Exercise objective: The expected result is every entry, retyped character for character.

Top of Dataset records

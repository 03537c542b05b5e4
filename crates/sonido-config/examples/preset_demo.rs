//! Preset and configuration demo: effect configs, factory presets, and chains.
//!
//! Run with: cargo run -p sonido-config --example preset_demo

use sonido_config::{
    EffectChain, EffectConfig, Preset, get_factory_preset,
    factory_preset_names, is_factory_preset, parse_param_value,
};
use sonido_core::Effect;

fn main() {
    // --- EffectConfig basics ---
    println!("=== Effect Configuration ===\n");

    let distortion = EffectConfig::new("distortion")
        .with_param("drive", "0.7")
        .with_param("tone", "5kHz")
        .with_param("level", "-6dB");

    println!("Effect: {}", distortion.effect_type);
    println!("Bypassed: {}", distortion.bypassed);
    println!("Params:");
    for (key, value) in &distortion.params {
        let parsed = parse_param_value(value);
        println!("  {}: {} -> parsed: {:?}", key, value, parsed);
    }

    // Bypassed effect
    let reverb = EffectConfig::new("!reverb")
        .with_param("room_size", "80%")
        .with_param("damping", "30%");

    println!("\nEffect: {} (display: {})", reverb.effect_type, reverb.display_type());
    println!("Bypassed: {}", reverb.bypassed);

    // --- Parameter value parsing ---
    println!("\n=== Parameter Value Parsing ===\n");

    let test_values = [
        ("0.5", "plain number"),
        ("50%", "percentage"),
        ("-6dB", "decibels"),
        ("100ms", "milliseconds"),
        ("1.5s", "seconds"),
        ("440Hz", "hertz"),
        ("1.2kHz", "kilohertz"),
    ];

    println!("{:<12} {:<18} {:>10}", "Input", "Type", "Parsed");
    println!("{:-<12} {:-<18} {:->10}", "", "", "");

    for (input, desc) in &test_values {
        let parsed = parse_param_value(input).unwrap();
        println!("{:<12} {:<18} {:>10.4}", input, desc, parsed);
    }

    // --- Preset creation ---
    println!("\n=== Preset Creation ===\n");

    let preset = Preset::new("My Guitar Tone")
        .with_description("Warm crunch with ambient reverb")
        .with_sample_rate(48000)
        .with_effect(
            EffectConfig::new("distortion")
                .with_param("drive", "0.6")
                .with_param("tone", "0.5"),
        )
        .with_effect(
            EffectConfig::new("compressor")
                .with_param("threshold", "-20")
                .with_param("ratio", "4"),
        )
        .with_effect(
            EffectConfig::new("reverb")
                .with_param("room_size", "0.7")
                .with_param("damping", "0.4"),
        );

    println!("Preset: {}", preset.name);
    println!("Description: {}", preset.description.as_deref().unwrap_or("none"));
    println!("Sample rate: {}", preset.sample_rate);
    println!("Effects ({}):", preset.len());

    for (i, effect) in preset.iter().enumerate() {
        println!("  {}: {} {}", i, effect.display_type(),
            if effect.bypassed { "(bypassed)" } else { "" });
    }

    // TOML serialization
    println!("\n--- Serialized TOML ---");
    let toml = preset.to_toml().unwrap();
    println!("{}", toml);

    // --- Factory presets ---
    println!("=== Factory Presets ===\n");

    let names = factory_preset_names();
    println!("Available factory presets: {}", names.len());
    for name in &names {
        let preset = get_factory_preset(name).unwrap();
        let active_effects: Vec<_> = preset.effects.iter()
            .filter(|e| !e.bypassed)
            .map(|e| e.effect_type.as_str())
            .collect();
        println!(
            "  {:<15} - {} [{}]",
            name,
            preset.description.as_deref().unwrap_or(""),
            active_effects.join(", ")
        );
    }

    // Check if a name is a factory preset
    println!("\nIs 'crunch' a factory preset? {}", is_factory_preset("crunch"));
    println!("Is 'my_custom' a factory preset? {}", is_factory_preset("my_custom"));

    // --- Effect chain ---
    println!("\n=== Effect Chain ===\n");

    // Build a chain from a preset
    let ambient = get_factory_preset("ambient").unwrap();
    let mut chain = EffectChain::from_preset(&ambient, 48000.0).unwrap();

    println!("Chain from 'ambient' preset:");
    println!("  Effects: {}", chain.len());
    println!("  Types: {:?}", chain.effect_types());

    // Process a test signal through the chain
    let mut output_samples = Vec::new();
    for i in 0..100 {
        let input = (2.0 * std::f32::consts::PI * 440.0 * i as f32 / 48000.0).sin() * 0.5;
        let output = chain.process(input);
        output_samples.push(output);
    }

    println!("  Processed 100 samples through chain");
    println!(
        "  Input peak: 0.500, Output peak: {:.4}",
        output_samples.iter().map(|s| s.abs()).fold(0.0f32, f32::max)
    );

    // Build a chain from effect types
    let mut chain2 = EffectChain::from_effect_types(
        &["distortion", "!reverb", "compressor"],
        48000.0,
    )
    .unwrap();

    println!("\nChain from type list:");
    println!("  Types: {:?}", chain2.effect_types());

    // Toggle bypass
    chain2.toggle_bypass(1); // Un-bypass reverb
    println!("  After un-bypassing reverb: {:?}", chain2.effect_types());

    chain2.set_bypassed(0, true); // Bypass distortion
    println!("  After bypassing distortion: {:?}", chain2.effect_types());

    println!("\nPreset demo complete.");
}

Bottom of Dataset records

Response to the task:
repository 03537c542b05b5e4
filename crates/sonido-config/examples/preset_demo.rs
//! Preset and configuration demo: effect configs, factory presets, and chains.
//!
//! Run with: cargo run -p sonido-config --example preset_demo

use sonido_config::{
    EffectChain, EffectConfig, Preset, get_factory_preset,
    factory_preset_names, is_factory_preset, parse_param_value,
};
use sonido_core::Effect;

fn main() {
    // --- EffectConfig basics ---
    println!("=== Effect Configuration ===\n");

    let distortion = EffectConfig::new("distortion")
        .with_param("drive", "0.7")
        .with_param("tone", "5kHz")
        .with_param("level", "-6dB");

    println!("Effect: {}", distortion.effect_type);
    println!("Bypassed: {}", distortion.bypassed);
    println!("Params:");
    for (key, value) in &distortion.params {
        let parsed = parse_param_value(value);
        println!("  {}: {} -> parsed: {:?}", key, value, parsed);
    }

    // Bypassed effect
    let reverb = EffectConfig::new("!reverb")
        .with_param("room_size", "80%")
        .with_param("damping", "30%");

    println!("\nEffect: {} (display: {})", reverb.effect_type, reverb.display_type());
    println!("Bypassed: {}", reverb.bypassed);

    // --- Parameter value parsing ---
    println!("\n=== Parameter Value Parsing ===\n");

    let test_values = [
        ("0.5", "plain number"),
        ("50%", "percentage"),
        ("-6dB", "decibels"),
        ("100ms", "milliseconds"),
        ("1.5s", "seconds"),
        ("440Hz", "hertz"),
        ("1.2kHz", "kilohertz"),
    ];

    println!("{:<12} {:<18} {:>10}", "Input", "Type", "Parsed");
    println!("{:-<12} {:-<18} {:->10}", "", "", "");

    for (input, desc) in &test_values {
        let parsed = parse_param_value(input).unwrap();
        println!("{:<12} {:<18} {:>10.4}", input, desc, parsed);
    }

    // --- Preset creation ---
    println!("\n=== Preset Creation ===\n");

    let preset = Preset::new("My Guitar Tone")
        .with_description("Warm crunch with ambient reverb")
        .with_sample_rate(48000)
        .with_effect(
            EffectConfig::new("distortion")
                .with_param("drive", "0.6")
                .with_param("tone", "0.5"),
        )
        .with_effect(
            EffectConfig::new("compressor")
                .with_param("threshold", "-20")
                .with_param("ratio", "4"),
        )
        .with_effect(
            EffectConfig::new("reverb")
                .with_param("room_size", "0.7")
                .with_param("damping", "0.4"),
        );

    println!("Preset: {}", preset.name);
    println!("Description: {}", preset.description.as_deref().unwrap_or("none"));
    println!("Sample rate: {}", preset.sample_rate);
    println!("Effects ({}):", preset.len());

    for (i, effect) in preset.iter().enumerate() {
        println!("  {}: {} {}", i, effect.display_type(),
            if effect.bypassed { "(bypassed)" } else { "" });
    }

    // TOML serialization
    println!("\n--- Serialized TOML ---");
    let toml = preset.to_toml().unwrap();
    println!("{}", toml);

    // --- Factory presets ---
    println!("=== Factory Presets ===\n");

    let names = factory_preset_names();
    println!("Available factory presets: {}", names.len());
    for name in &names {
        let preset = get_factory_preset(name).unwrap();
        let active_effects: Vec<_> = preset.effects.iter()
            .filter(|e| !e.bypassed)
            .map(|e| e.effect_type.as_str())
            .collect();
        println!(
            "  {:<15} - {} [{}]",
            name,
            preset.description.as_deref().unwrap_or(""),
            active_effects.join(", ")
        );
    }

    // Check if a name is a factory preset
    println!("\nIs 'crunch' a factory preset? {}", is_factory_preset("crunch"));
    println!("Is 'my_custom' a factory preset? {}", is_factory_preset("my_custom"));

    // --- Effect chain ---
    println!("\n=== Effect Chain ===\n");

    // Build a chain from a preset
    let ambient = get_factory_preset("ambient").unwrap();
    let mut chain = EffectChain::from_preset(&ambient, 48000.0).unwrap();

    println!("Chain from 'ambient' preset:");
    println!("  Effects: {}", chain.len());
    println!("  Types: {:?}", chain.effect_types());

    // Process a test signal through the chain
    let mut output_samples = Vec::new();
    for i in 0..100 {
        let input = (2.0 * std::f32::consts::PI * 440.0 * i as f32 / 48000.0).sin() * 0.5;
        let output = chain.process(input);
        output_samples.push(output);
    }

    println!("  Processed 100 samples through chain");
    println!(
        "  Input peak: 0.500, Output peak: {:.4}",
        output_samples.iter().map(|s| s.abs()).fold(0.0f32, f32::max)
    );

    // Build a chain from effect types
    let mut chain2 = EffectChain::from_effect_types(
        &["distortion", "!reverb", "compressor"],
        48000.0,
    )
    .unwrap();

    println!("\nChain from type list:");
    println!("  Types: {:?}", chain2.effect_types());

    // Toggle bypass
    chain2.toggle_bypass(1); // Un-bypass reverb
    println!("  After un-bypassing reverb: {:?}", chain2.effect_types());

    chain2.set_bypassed(0, true); // Bypass distortion
    println!("  After bypassing distortion: {:?}", chain2.effect_types());

    println!("\nPreset demo complete.");
}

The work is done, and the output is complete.